The twisted sequence of events hints at chaos in the leadership of IS. Half of the group’s top commanders are believed to be dead, with reports that as many as nine out of 18 of its ruling council have been eliminated in coalition air strikes. According to the US Secretary of State, John Kerry, thousands of fighters have been killed, which may have impacted on lines of communication in negotiation, but that is about as far as rationalism can take us.

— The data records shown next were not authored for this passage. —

//! Local accounts and the persistence boundary
//!
//! The auth core never owns account data. It reads it through the
//! [`AccountDirectory`] trait, which the surrounding service implements
//! against its store. [`MemoryAccountDirectory`] backs local development and
//! tests.

use std::collections::HashSet;
use std::fmt;
use std::str::FromStr;

use async_trait::async_trait;
use dashmap::DashMap;
use serde::{Deserialize, Serialize};

/// Account role
#[derive(Debug, Clone, Copy, PartialEq, Eq, Hash, Serialize, Deserialize)]
#[serde(rename_all = "lowercase")]
pub enum Role {
    /// Parent account; owns a family and its children
    Parent,
    /// Child account inside a family
    Child,
    /// Administrative account
    Admin,
}

impl Role {
    /// Lowercase wire name
    pub fn as_str(&self) -> &'static str {
        match self {
            Self::Parent => "parent",
            Self::Child => "child",
            Self::Admin => "admin",
        }
    }
}

impl fmt::Display for Role {
    fn fmt(&self, f: &mut fmt::Formatter<'_>) -> fmt::Result {
        f.write_str(self.as_str())
    }
}

impl FromStr for Role {
    type Err = String;

    fn from_str(s: &str) -> Result<Self, Self::Err> {
        match s.to_ascii_lowercase().as_str() {
            "parent" => Ok(Self::Parent),
            "child" => Ok(Self::Child),
            "admin" => Ok(Self::Admin),
            other => Err(format!("unknown role: {other}")),
        }
    }
}

/// Account record as stored by the persistence collaborator
#[derive(Debug, Clone, PartialEq, Eq, Serialize, Deserialize)]
#[serde(rename_all = "camelCase")]
pub struct LocalAccount {
    /// Internal account id
    pub id: String,
    /// Linked identity id (`sub`)
    pub identity_id: String,
    /// Disabled accounts are refused at authentication
    pub active: bool,
    /// Account role
    pub role: Role,
    /// Family (tenant) the account belongs to, if any
    pub family_id: Option<String>,
}

impl LocalAccount {
    /// Active account with no family
    pub fn new(id: impl Into<String>, identity_id: impl Into<String>, role: Role) -> Self {
        Self {
            id: id.into(),
            identity_id: identity_id.into(),
            active: true,
            role,
            family_id: None,
        }
    }

    /// Place the account in a family
    #[must_use]
    pub fn in_family(mut self, family_id: impl Into<String>) -> Self {
        self.family_id = Some(family_id.into());
        self
    }

    /// Mark the account inactive
    #[must_use]
    pub fn deactivated(mut self) -> Self {
        self.active = false;
        self
    }
}

/// Persistence lookup failures
#[derive(Debug, Clone, PartialEq, Eq, thiserror::Error)]
pub enum DirectoryError {
    /// No such record
    #[error("not found")]
    NotFound,

    /// The ownership edge does not exist
    #[error("not owned")]
    NotOwned,

    /// The store could not answer
    #[error("directory unavailable: {0}")]
    Unavailable(String),
}

/// Read-only view of accounts and ownership edges
#[async_trait]
pub trait AccountDirectory: Send + Sync + fmt::Debug {
    /// Account linked to `identity_id`
    ///
    /// # Errors
    ///
    /// [`DirectoryError::NotFound`] when no account is linked.
    async fn find_by_identity(&self, identity_id: &str) -> Result<LocalAccount, DirectoryError>;

    /// Confirm `parent_account_id` owns `child_account_id`
    ///
    /// # Errors
    ///
    /// Any error means the edge is not confirmed.
    async fn verify_parent_of_child(
        &self,
        parent_account_id: &str,
        child_account_id: &str,
    ) -> Result<(), DirectoryError>;

    /// Confirm `family_id` owns `word_set_id`
    ///
    /// # Errors
    ///
    /// Any error means the edge is not confirmed.
    async fn verify_family_owns_word_set(
        &self,
        family_id: &str,
        word_set_id: &str,
    ) -> Result<(), DirectoryError>;
}

/// In-memory [`AccountDirectory`]
#[derive(Debug, Default)]
pub struct MemoryAccountDirectory {
    /// identity id -> account
    accounts: DashMap<String, LocalAccount>,
    /// parent account id -> child account ids
    children: DashMap<String, HashSet<String>>,
    /// word set id -> owning family id
    word_sets: DashMap<String, String>,
}

impl MemoryAccountDirectory {
    /// Empty directory
    pub fn new() -> Self {
        Self::default()
    }

    /// Insert or replace an account
    pub fn insert_account(&self, account: LocalAccount) {
        self.accounts.insert(account.identity_id.clone(), account);
    }

    /// Record that `parent_account_id` owns `child_account_id`
    pub fn link_child(&self, parent_account_id: impl Into<String>, child_account_id: impl Into<String>) {
        self.children
            .entry(parent_account_id.into())
            .or_default()
            .insert(child_account_id.into());
    }

    /// Record that `family_id` owns `word_set_id`
    pub fn assign_word_set(&self, word_set_id: impl Into<String>, family_id: impl Into<String>) {
        self.word_sets.insert(word_set_id.into(), family_id.into());
    }

    /// Number of stored accounts
    pub fn len(&self) -> usize {
        self.accounts.len()
    }

    /// Whether no accounts are stored
    pub fn is_empty(&self) -> bool {
        self.accounts.is_empty()
    }
}

#[async_trait]
impl AccountDirectory for MemoryAccountDirectory {
    async fn find_by_identity(&self, identity_id: &str) -> Result<LocalAccount, DirectoryError> {
        self.accounts
            .get(identity_id)
            .map(|entry| entry.value().clone())
            .ok_or(DirectoryError::NotFound)
    }

    async fn verify_parent_of_child(
        &self,
        parent_account_id: &str,
        child_account_id: &str,
    ) -> Result<(), DirectoryError> {
        let children = self
            .children
            .get(parent_account_id)
            .ok_or(DirectoryError::NotFound)?;
        if children.contains(child_account_id) {
            Ok(())
        } else {
            Err(DirectoryError::NotOwned)
        }
    }

    async fn verify_family_owns_word_set(
        &self,
        family_id: &str,
        word_set_id: &str,
    ) -> Result<(), DirectoryError> {
        let owner = self
            .word_sets
            .get(word_set_id)
            .ok_or(DirectoryError::NotFound)?;
        if owner.value() == family_id {
            Ok(())
        } else {
            Err(DirectoryError::NotOwned)
        }
    }
}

And it stlll doesn’t help us get inside the mindset of the IS leadership and its multi-national collection of fighters. Yesterday in the New Yorker, George Packer, described IS as “a mass death cult.”

That may be the best description I have read so far. I think it is more a mutant variation in the social genome, an inevitable consequence of the wired-up, sewer flow of media “information” that has characterised the internet age.

But I am trying to comprehend the incomprehensible when I write that. And rather than thinking too much perhaps the way to respond to IS is to do what any oncologist would do with a mutant gene that had begun replicating: cut it out of the body with radical measures. In these extraordinary circumstances the best response is not to be concerned with just war theory and the legal niceties of waging war. IS is not an army, it is not a state and it may just be that engaging with it militarily as if it was is no longer a viable option. Maybe the only suitable response is to match terror with terror.